The siege was beginning. Thousands of British and Canadian soldiers were gathered outside Fort Erie ready to attack. It was the summer of 1814 — two years since the Americans had first invaded. The war had taken a brutal toll on York and the rest of Upper Canada. But every time the Americans attempted to invade Canada, they’d been pushed back — and with Napoleon now defeated in Europe, the British could send even more troops to defend their Canadian colonies.

A few weeks earlier, the Americans had launched yet another invasion across the Niagara River into Upper Canada, but they’d failed to make much progress. They’d been forced to retreat to Fort Erie, a British fort they’d seized; the last on the Canadian side of the river. The British and Canadians had come to push them back across the river, back across the border into Buffalo, back out of Canada and into the United States. Maybe, this time, for good.

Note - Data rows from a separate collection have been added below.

use anyhow::Result;
use chrono::NaiveDate;
use gym_log_lib::dashboard::PendingDelete;
use gym_log_lib::history::muscles_line;
use gym_log_lib::{
    filter_by_range, muscle_label, show_more_label, ActivityForm, ActivityLog, ActivityStats,
    CardioStats, Dashboard, DateRange, DeleteOutcome, HistoryEntry, HistoryWindow, IntentHandler,
    LogBook, LogId, MuscleGroup, NewActivityLog, RecordStore, StatsView, StoreError, ViewState,
    PAGE_SIZE,
};

fn date(y: i32, m: u32, d: u32) -> NaiveDate {
    NaiveDate::from_ymd_opt(y, m, d).unwrap()
}

fn log(id: &str, on: NaiveDate, tags: &[&str]) -> ActivityLog {
    ActivityLog {
        id: LogId::from(id),
        date: on,
        activity_ids: tags.iter().map(|t| t.to_string()).collect(),
        is_cardio: false,
        cardio_time: None,
        cardio_distance: None,
    }
}

fn cardio(id: &str, on: NaiveDate, time: Option<f64>, distance: Option<f64>) -> ActivityLog {
    ActivityLog {
        is_cardio: true,
        cardio_time: time,
        cardio_distance: distance,
        ..log(id, on, &[])
    }
}

fn year_2023() -> DateRange {
    DateRange::new(date(2023, 1, 1), date(2023, 12, 31))
}

/// Newest first, as the store returns them.
fn scenario_a() -> Vec<ActivityLog> {
    vec![
        log("3", date(2023, 10, 5), &["chest"]),
        log("2", date(2023, 10, 5), &["legs"]),
        log("1", date(2023, 10, 1), &["chest", "triceps"]),
    ]
}

fn seven_logs() -> Vec<ActivityLog> {
    (1..=7)
        .rev()
        .map(|day| log(&day.to_string(), date(2023, 3, day), &["back"]))
        .collect()
}

struct ScriptedHost {
    confirm: bool,
    edited: Option<ActivityLog>,
    asked: usize,
}

impl ScriptedHost {
    fn confirming(confirm: bool) -> Self {
        Self {
            confirm,
            edited: None,
            asked: 0,
        }
    }
}

impl IntentHandler for ScriptedHost {
    fn on_edit(&mut self, log: ActivityLog) {
        self.edited = Some(log);
    }

    fn confirm_delete(&mut self, _log: &ActivityLog) -> bool {
        self.asked += 1;
        self.confirm
    }
}

/// Store whose deletes either all succeed or all fail.
struct StubStore {
    fail_deletes: bool,
    deleted: Vec<LogId>,
}

impl RecordStore for StubStore {
    fn list(&self) -> Result<Vec<ActivityLog>, StoreError> {
        Ok(Vec::new())
    }

    fn insert(&mut self, _log: NewActivityLog) -> Result<LogId, StoreError> {
        Err(StoreError::Unsupported("insert"))
    }

    fn update(&mut self, _id: &LogId, _log: NewActivityLog) -> Result<(), StoreError> {
        Err(StoreError::Unsupported("update"))
    }

    fn delete(&mut self, id: &LogId) -> Result<(), StoreError> {
        if self.fail_deletes {
            return Err(StoreError::Remote {
                status: 503,
                message: "Service unavailable".to_string(),
            });
        }
        self.deleted.push(id.clone());
        Ok(())
    }
}

#[test]
fn test_scenario_a_counts_sessions_and_days() {
    let records = scenario_a();
    let filtered = filter_by_range(&records, &year_2023());
    let stats = ActivityStats::compute(filtered);

    assert_eq!(stats.unique_active_days, 2);
    assert_eq!(stats.total_activities, 3);
    assert_eq!(stats.breakdown_count("Chest"), 2);
    assert_eq!(stats.breakdown_count("Triceps"), 1);
    assert_eq!(stats.breakdown_count("Legs"), 1);
    assert_eq!(stats.muscle_breakdown.len(), 3);
}

#[test]
fn test_breakdown_follows_first_seen_order() {
    let records = scenario_a();
    let stats = ActivityStats::compute(&records);
    let labels: Vec<&str> = stats
        .muscle_breakdown
        .iter()
        .map(|(label, _)| label.as_str())
        .collect();
    assert_eq!(labels, vec!["Chest", "Legs", "Triceps"]);
}

#[test]
fn test_breakdown_sums_tag_occurrences_not_sessions() {
    let records = vec![
        log("a", date(2023, 5, 2), &["chest", "triceps", "shoulders"]),
        log("b", date(2023, 5, 2), &["back", "biceps"]),
        log("c", date(2023, 5, 1), &[]),
    ];
    let stats = ActivityStats::compute(&records);

    let tag_total: usize = stats.muscle_breakdown.iter().map(|(_, c)| c).sum();
    assert_eq!(tag_total, 5);
    assert_eq!(stats.total_activities, 3);
    assert!(stats.unique_active_days <= stats.total_activities);
}

#[test]
fn test_duplicate_tag_in_one_record_counts_once() {
    let records = vec![log("a", date(2023, 5, 2), &["legs", "legs"])];
    let stats = ActivityStats::compute(&records);
    assert_eq!(stats.breakdown_count("Legs"), 1);
}

#[test]
fn test_tag_matching_a_label_counts_with_its_group() {
    let records = vec![log("a", date(2023, 5, 2), &["chest", "Chest"])];
    let stats = ActivityStats::compute(&records);
    assert_eq!(stats.muscle_breakdown, vec![("Chest".to_string(), 1)]);
}

#[test]
fn test_unknown_tag_falls_back_to_raw_id() {
    assert_eq!(muscle_label("chest"), "Chest");
    assert_eq!(muscle_label("forearms"), "forearms");

    let records = vec![log("a", date(2023, 5, 2), &["forearms", "abs"])];
    let stats = ActivityStats::compute(&records);
    assert_eq!(stats.breakdown_count("forearms"), 1);
    assert_eq!(stats.breakdown_count("Abs"), 1);
    assert_eq!(muscles_line(&records[0].activity_ids), "forearms, Abs");
}

#[test]
fn test_scenario_b_average_pace() {
    let records = vec![cardio("a", date(2023, 6, 1), Some(20.0), Some(4.0))];
    let stats = ActivityStats::compute(&records);

    assert_eq!(stats.cardio.sessions, 1);
    assert_eq!(stats.cardio.average_pace_display(), "5.00");
    assert_eq!(records[0].pace(), Some(5.0));
}

#[test]
fn test_average_pace_zero_without_distance() {
    let records = vec![
        cardio("a", date(2023, 6, 1), Some(45.0), None),
        cardio("b", date(2023, 6, 2), Some(15.0), Some(0.0)),
    ];
    let stats = ActivityStats::compute(&records);

    assert_eq!(stats.cardio.total_time, 60.0);
    assert_eq!(stats.cardio.total_distance, 0.0);
    assert_eq!(stats.cardio.average_pace(), 0.0);
    assert_eq!(stats.cardio.average_pace_display(), "0.00");
}

#[test]
fn test_cardio_totals_keep_full_precision() {
    let records = vec![
        cardio("a", date(2023, 6, 1), Some(10.004), Some(1.0)),
        cardio("b", date(2023, 6, 2), Some(10.004), Some(1.0)),
    ];
    let stats = ActivityStats::compute(&records);

    assert!((stats.cardio.total_time - 20.008).abs() < 1e-9);
    assert_eq!(stats.cardio.total_time_display(), "20.01");
    assert_eq!(stats.cardio.total_distance_display(), "2.00");
}

#[test]
fn test_non_cardio_metrics_are_ignored() {
    let mut strength = log("a", date(2023, 6, 1), &["legs"]);
    strength.cardio_time = Some(30.0);
    strength.cardio_distance = Some(5.0);

    let stats = ActivityStats::compute(std::slice::from_ref(&strength));
    assert_eq!(stats.cardio, CardioStats::default());
    assert_eq!(strength.pace(), None);
}

#[test]
fn test_record_pace_needs_both_metrics() {
    assert_eq!(cardio("a", date(2023, 6, 1), Some(30.0), None).pace(), None);
    assert_eq!(cardio("b", date(2023, 6, 1), None, Some(5.0)).pace(), None);
    assert_eq!(cardio("c", date(2023, 6, 1), Some(30.0), Some(0.0)).pace(), None);
    assert_eq!(cardio("d", date(2023, 6, 1), Some(30.0), Some(6.0)).pace(), Some(5.0));
}

#[test]
fn test_scenario_c_empty_range_is_no_data() {
    let records = scenario_a();
    let mut dashboard = Dashboard::new(records, ViewState::new(year_2023()));
    dashboard.set_range(DateRange::new(date(2024, 1, 1), date(2024, 1, 1)));

    let view = dashboard.render();
    assert_eq!(view.stats, StatsView::NoData);
    assert!(view.stats.is_empty());
    assert_eq!(view.stats.stats(), ActivityStats::default());
    assert!(view.history.is_empty());
    assert!(!view.has_more());
}

#[test]
fn test_zero_valued_summary_is_not_no_data() {
    let records = vec![log("rest", date(2023, 2, 2), &[])];
    let view = StatsView::from_filtered(&filter_by_range(&records, &year_2023()));

    assert!(!view.is_empty());
    let stats = view.stats();
    assert_eq!(stats.total_activities, 1);
    assert!(stats.muscle_breakdown.is_empty());
}

#[test]
fn test_inverted_range_matches_nothing() {
    let records = scenario_a();
    let inverted = DateRange::new(date(2023, 12, 31), date(2023, 1, 1));
    assert!(inverted.is_inverted());
    assert!(filter_by_range(&records, &inverted).is_empty());
}

#[test]
fn test_range_is_inclusive_on_both_ends() {
    let records = scenario_a();
    let range = DateRange::new(date(2023, 10, 1), date(2023, 10, 5));
    assert_eq!(filter_by_range(&records, &range).len(), 3);

    let only_first = DateRange::new(date(2023, 10, 1), date(2023, 10, 1));
    let filtered = filter_by_range(&records, &only_first);
    assert_eq!(filtered.len(), 1);
    assert_eq!(filtered[0].id, LogId::from("1"));
}

#[test]
fn test_current_year_range() {
    let range = DateRange::current_year(date(2024, 7, 15));
    assert_eq!(range, DateRange::new(date(2024, 1, 1), date(2024, 12, 31)));
}

#[test]
fn test_scenario_d_show_more() {
    let mut dashboard = Dashboard::new(seven_logs(), ViewState::new(year_2023()));

    let view = dashboard.render();
    assert_eq!(view.history.len(), 5);
    assert_eq!(view.remaining, 2);
    assert_eq!(show_more_label(view.remaining), "Show More (2 remaining)");
    // newest first, untouched
    assert_eq!(view.history[0].id, LogId::from("7"));

    dashboard.show_more();
    assert_eq!(dashboard.view_state().window().visible_count(), 10);
    let view = dashboard.render();
    assert_eq!(view.history.len(), 7);
    assert!(!view.has_more());
}

#[test]
fn test_window_page_bounds() {
    let records = seven_logs();
    let filtered: Vec<&ActivityLog> = records.iter().collect();

    let mut window = HistoryWindow::default();
    assert_eq!(window.visible_count(), PAGE_SIZE);
    let page = window.page(&filtered[..3]);
    assert_eq!(page.entries.len(), 3);
    assert!(!page.has_more());

    window.show_more();
    window.show_more();
    assert_eq!(window.visible_count(), 15);
    assert_eq!(window.page(&filtered).entries.len(), 7);

    window.reset();
    assert_eq!(window.visible_count(), PAGE_SIZE);
}
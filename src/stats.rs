// src/stats.rs
use chrono::{Datelike, NaiveDate};
use serde::{Deserialize, Serialize};
use std::collections::HashSet;

use crate::model::{muscle_label, ActivityLog};

/// Inclusive date range. An inverted range simply matches nothing.
#[derive(Debug, Clone, Copy, PartialEq, Eq, Serialize, Deserialize)]
pub struct DateRange {
    pub start: NaiveDate,
    pub end: NaiveDate,
}

impl DateRange {
    pub const fn new(start: NaiveDate, end: NaiveDate) -> Self {
        Self { start, end }
    }

    /// Jan 1 through Dec 31 of the year containing `today`.
    pub fn current_year(today: NaiveDate) -> Self {
        let year = today.year();
        // Both dates exist for every year chrono can represent.
        let start = NaiveDate::from_ymd_opt(year, 1, 1).unwrap_or(today);
        let end = NaiveDate::from_ymd_opt(year, 12, 31).unwrap_or(today);
        Self { start, end }
    }

    pub fn contains(&self, date: NaiveDate) -> bool {
        self.start <= date && date <= self.end
    }

    pub fn is_inverted(&self) -> bool {
        self.start > self.end
    }
}

/// Keeps records inside `range`, preserving the caller's (newest-first) order.
pub fn filter_by_range<'a>(records: &'a [ActivityLog], range: &DateRange) -> Vec<&'a ActivityLog> {
    records.iter().filter(|log| range.contains(log.date)).collect()
}

#[derive(Debug, Clone, Copy, PartialEq, Default, Serialize, Deserialize)]
pub struct CardioStats {
    pub sessions: usize,
    /// Minutes, full precision.
    pub total_time: f64,
    /// Kilometres, full precision.
    pub total_distance: f64,
}

impl CardioStats {
    /// Minutes per km over all cardio sessions, 0 when no distance was logged.
    pub fn average_pace(&self) -> f64 {
        if self.total_distance > 0.0 {
            self.total_time / self.total_distance
        } else {
            0.0
        }
    }

    pub fn average_pace_display(&self) -> String {
        format_two_decimals(self.average_pace())
    }

    pub fn total_time_display(&self) -> String {
        format_two_decimals(self.total_time)
    }

    pub fn total_distance_display(&self) -> String {
        format_two_decimals(self.total_distance)
    }
}

#[derive(Debug, Clone, PartialEq, Default, Serialize, Deserialize)]
pub struct ActivityStats {
    pub unique_active_days: usize,
    /// Sessions logged, not tag occurrences.
    pub total_activities: usize,
    /// (label, sessions containing the tag) in first-seen order.
    pub muscle_breakdown: Vec<(String, usize)>,
    pub cardio: CardioStats,
}

impl ActivityStats {
    pub fn compute<'a, I>(logs: I) -> Self
    where
        I: IntoIterator<Item = &'a ActivityLog>,
    {
        let mut days = HashSet::new();
        let mut stats = Self::default();

        for log in logs {
            stats.total_activities += 1;
            days.insert(log.date);

            let mut seen_in_log = HashSet::new();
            for tag in &log.activity_ids {
                // Keyed by label so a raw "Chest" and "chest" are one group.
                let label = muscle_label(tag);
                if !seen_in_log.insert(label) {
                    continue;
                }
                match stats.muscle_breakdown.iter_mut().find(|(name, _)| name == label) {
                    Some((_, count)) => *count += 1,
                    None => stats.muscle_breakdown.push((label.to_string(), 1)),
                }
            }

            if log.is_cardio {
                stats.cardio.sessions += 1;
                stats.cardio.total_time += log.cardio_time.unwrap_or(0.0);
                stats.cardio.total_distance += log.cardio_distance.unwrap_or(0.0);
            }
        }

        stats.unique_active_days = days.len();
        stats
    }

    pub fn breakdown_count(&self, label: &str) -> usize {
        self.muscle_breakdown
            .iter()
            .find(|(name, _)| name == label)
            .map_or(0, |(_, count)| *count)
    }
}

/// Aggregates for a range. `NoData` is distinct from a summary full of zeros.
#[derive(Debug, Clone, PartialEq, Serialize, Deserialize)]
pub enum StatsView {
    NoData,
    Summary(ActivityStats),
}

impl StatsView {
    pub fn from_filtered(filtered: &[&ActivityLog]) -> Self {
        if filtered.is_empty() {
            Self::NoData
        } else {
            Self::Summary(ActivityStats::compute(filtered.iter().copied()))
        }
    }

    pub fn is_empty(&self) -> bool {
        matches!(self, Self::NoData)
    }

    /// Counters to show; all zero for `NoData`.
    pub fn stats(&self) -> ActivityStats {
        match self {
            Self::NoData => ActivityStats::default(),
            Self::Summary(stats) => stats.clone(),
        }
    }
}

pub fn format_two_decimals(value: f64) -> String {
    format!("{value:.2}")
}

/// Trims trailing zeros for metrics the user typed ("20" rather than "20.00").
pub fn format_metric(value: f64) -> String {
    let rounded = format_two_decimals(value);
    rounded
        .trim_end_matches('0')
        .trim_end_matches('.')
        .to_string()
}

#[cfg(test)]
mod tests {
    use super::*;

    #[test]
    fn two_decimals_rounds() {
        assert_eq!(format_two_decimals(5.0), "5.00");
        assert_eq!(format_two_decimals(4.666), "4.67");
        assert_eq!(format_two_decimals(0.0), "0.00");
    }

    #[test]
    fn metric_trims_trailing_zeros() {
        assert_eq!(format_metric(20.0), "20");
        assert_eq!(format_metric(100.0), "100");
        assert_eq!(format_metric(32.5), "32.5");
        assert_eq!(format_metric(0.0), "0");
        assert_eq!(format_metric(1.234), "1.23");
    }
}
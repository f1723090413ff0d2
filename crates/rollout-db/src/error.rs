//! Database error types.

use thiserror::Error;

#[derive(Debug, Error)]
pub enum DbError {
    #[error("not found: {0}")]
    NotFound(String),

    #[error("duplicate: {0}")]
    Duplicate(String),

    #[error("database error: {0}")]
    Database(#[from] sqlx::Error),

    #[error("migration error: {0}")]
    Migration(#[from] sqlx::migrate::MigrateError),
}

pub type DbResult<T> = std::result::Result<T, DbError>;

impl From<DbError> for rollout_core::Error {
    fn from(err: DbError) -> Self {
        match err {
            DbError::NotFound(what) => rollout_core::Error::DeploymentNotFound(what),
            other => rollout_core::Error::Internal(other.to_string()),
        }
    }
}
//! The replica-local, in-memory view of in-flight pipelines (spec §5:
//! "In-memory state (tracker) is replica-local"). Entries are evicted 24h
//! after reaching a terminal status.

use chrono::{Duration as ChronoDuration, Utc};
use rollout_core::{ExecutionId, PipelineExecutionState, PipelineStatus, StageStatus};
use std::collections::HashMap;
use std::sync::{Arc, RwLock};

const RETENTION: ChronoDuration = ChronoDuration::hours(24);

#[derive(Clone, Default)]
pub struct DeploymentTracker {
    executions: Arc<RwLock<HashMap<ExecutionId, PipelineExecutionState>>>,
}

impl DeploymentTracker {
    pub fn new() -> Self {
        Self::default()
    }

    pub fn create(&self, execution_id: ExecutionId) {
        self.executions
            .write()
            .expect("tracker lock poisoned")
            .insert(execution_id, PipelineExecutionState::new(execution_id));
    }

    pub fn get(&self, execution_id: ExecutionId) -> Option<PipelineExecutionState> {
        self.executions
            .read()
            .expect("tracker lock poisoned")
            .get(&execution_id)
            .cloned()
    }

    pub fn set_status(&self, execution_id: ExecutionId, status: PipelineStatus) {
        if let Some(state) = self
            .executions
            .write()
            .expect("tracker lock poisoned")
            .get_mut(&execution_id)
        {
            state.set_status(status);
        }
    }

    pub fn start_stage(&self, execution_id: ExecutionId, name: impl Into<String>) {
        if let Some(state) = self
            .executions
            .write()
            .expect("tracker lock poisoned")
            .get_mut(&execution_id)
        {
            state.start_stage(name);
        }
    }

    pub fn finish_current_stage(
        &self,
        execution_id: ExecutionId,
        status: StageStatus,
        nodes_deployed: Option<u32>,
        nodes_failed: Option<u32>,
        message: Option<String>,
    ) {
        if let Some(state) = self
            .executions
            .write()
            .expect("tracker lock poisoned")
            .get_mut(&execution_id)
        {
            state.finish_current_stage(status, nodes_deployed, nodes_failed, message);
        }
    }

    /// Drop terminal entries older than the retention window. Intended to
    /// run on a periodic sweep alongside the approval-expiry sweep.
    pub fn evict_expired(&self) {
        let now = Utc::now();
        self.executions
            .write()
            .expect("tracker lock poisoned")
            .retain(|_, state| {
                !state.status.is_terminal() || now - state.last_updated < RETENTION
            });
    }
}

#[cfg(test)]
mod tests {
    use super::*;

    #[test]
    fn create_then_get_round_trips() {
        let tracker = DeploymentTracker::new();
        let id = ExecutionId::new();
        tracker.create(id);
        tracker.start_stage(id, "Validating");

        let state = tracker.get(id).unwrap();
        assert_eq!(state.current_stage.as_deref(), Some("Validating"));
        assert_eq!(state.stages.len(), 1);
    }

    #[test]
    fn missing_execution_returns_none() {
        let tracker = DeploymentTracker::new();
        assert!(tracker.get(ExecutionId::new()).is_none());
    }
}
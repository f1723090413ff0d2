//! Module identity.

use serde::{Deserialize, Serialize};
use std::fmt;

/// A versioned module to roll out. Opaque to the core: no semver parsing,
/// no registry lookups. Two `ModuleRef`s are the same deployment target iff
/// their `name` matches; `version` only distinguishes *which* build.
#[derive(Debug, Clone, PartialEq, Eq, Hash, Serialize, Deserialize)]
pub struct ModuleRef {
    pub name: String,
    pub version: String,
}

impl ModuleRef {
    pub fn new(name: impl Into<String>, version: impl Into<String>) -> Self {
        Self {
            name: name.into(),
            version: version.into(),
        }
    }

    pub fn is_valid(&self) -> bool {
        !self.name.trim().is_empty() && !self.version.trim().is_empty()
    }
}

impl fmt::Display for ModuleRef {
    fn fmt(&self, f: &mut fmt::Formatter<'_>) -> fmt::Result {
        write!(f, "{}@{}", self.name, self.version)
    }
}

#[cfg(test)]
mod tests {
    use super::*;

    #[test]
    fn blank_name_or_version_is_invalid() {
        assert!(!ModuleRef::new("", "1.0.0").is_valid());
        assert!(!ModuleRef::new("checkout", "  ").is_valid());
        assert!(ModuleRef::new("checkout", "1.0.0").is_valid());
    }

    #[test]
    fn display_is_name_at_version() {
        assert_eq!(ModuleRef::new("checkout", "1.2.3").to_string(), "checkout@1.2.3");
    }
}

But it wouldn’t be easy. There were more than two thousand Americans inside the fort. They’d spent the last week hard at work improving its defences. They’d expanded the earthworks. Mounted cannons. Dug a ditch and lined it with sharpened sticks. They’d cut down all the surrounding trees so there would be nowhere for the attackers to hide. It was clear that the Siege of Fort Erie would be a bloody battle.

In fact, the blood had already begun to flow. The British had launched a raid across the river, trying to cut off the Americans’ supplies before the real battle got underway. But it ended in disaster: nearly a dozen men were killed. Two more were lost during a much more successful mission to seize the American ships bombarding them from the river. And now, the British commander was finally on the brink of mounting a full-scale assault on the fort. The cannons were ready to open fire, to pound away at the thick stone walls ahead of the attack. More men were surely about to die.

That’s when Captain James FitzGibbon asked if he could take some time off.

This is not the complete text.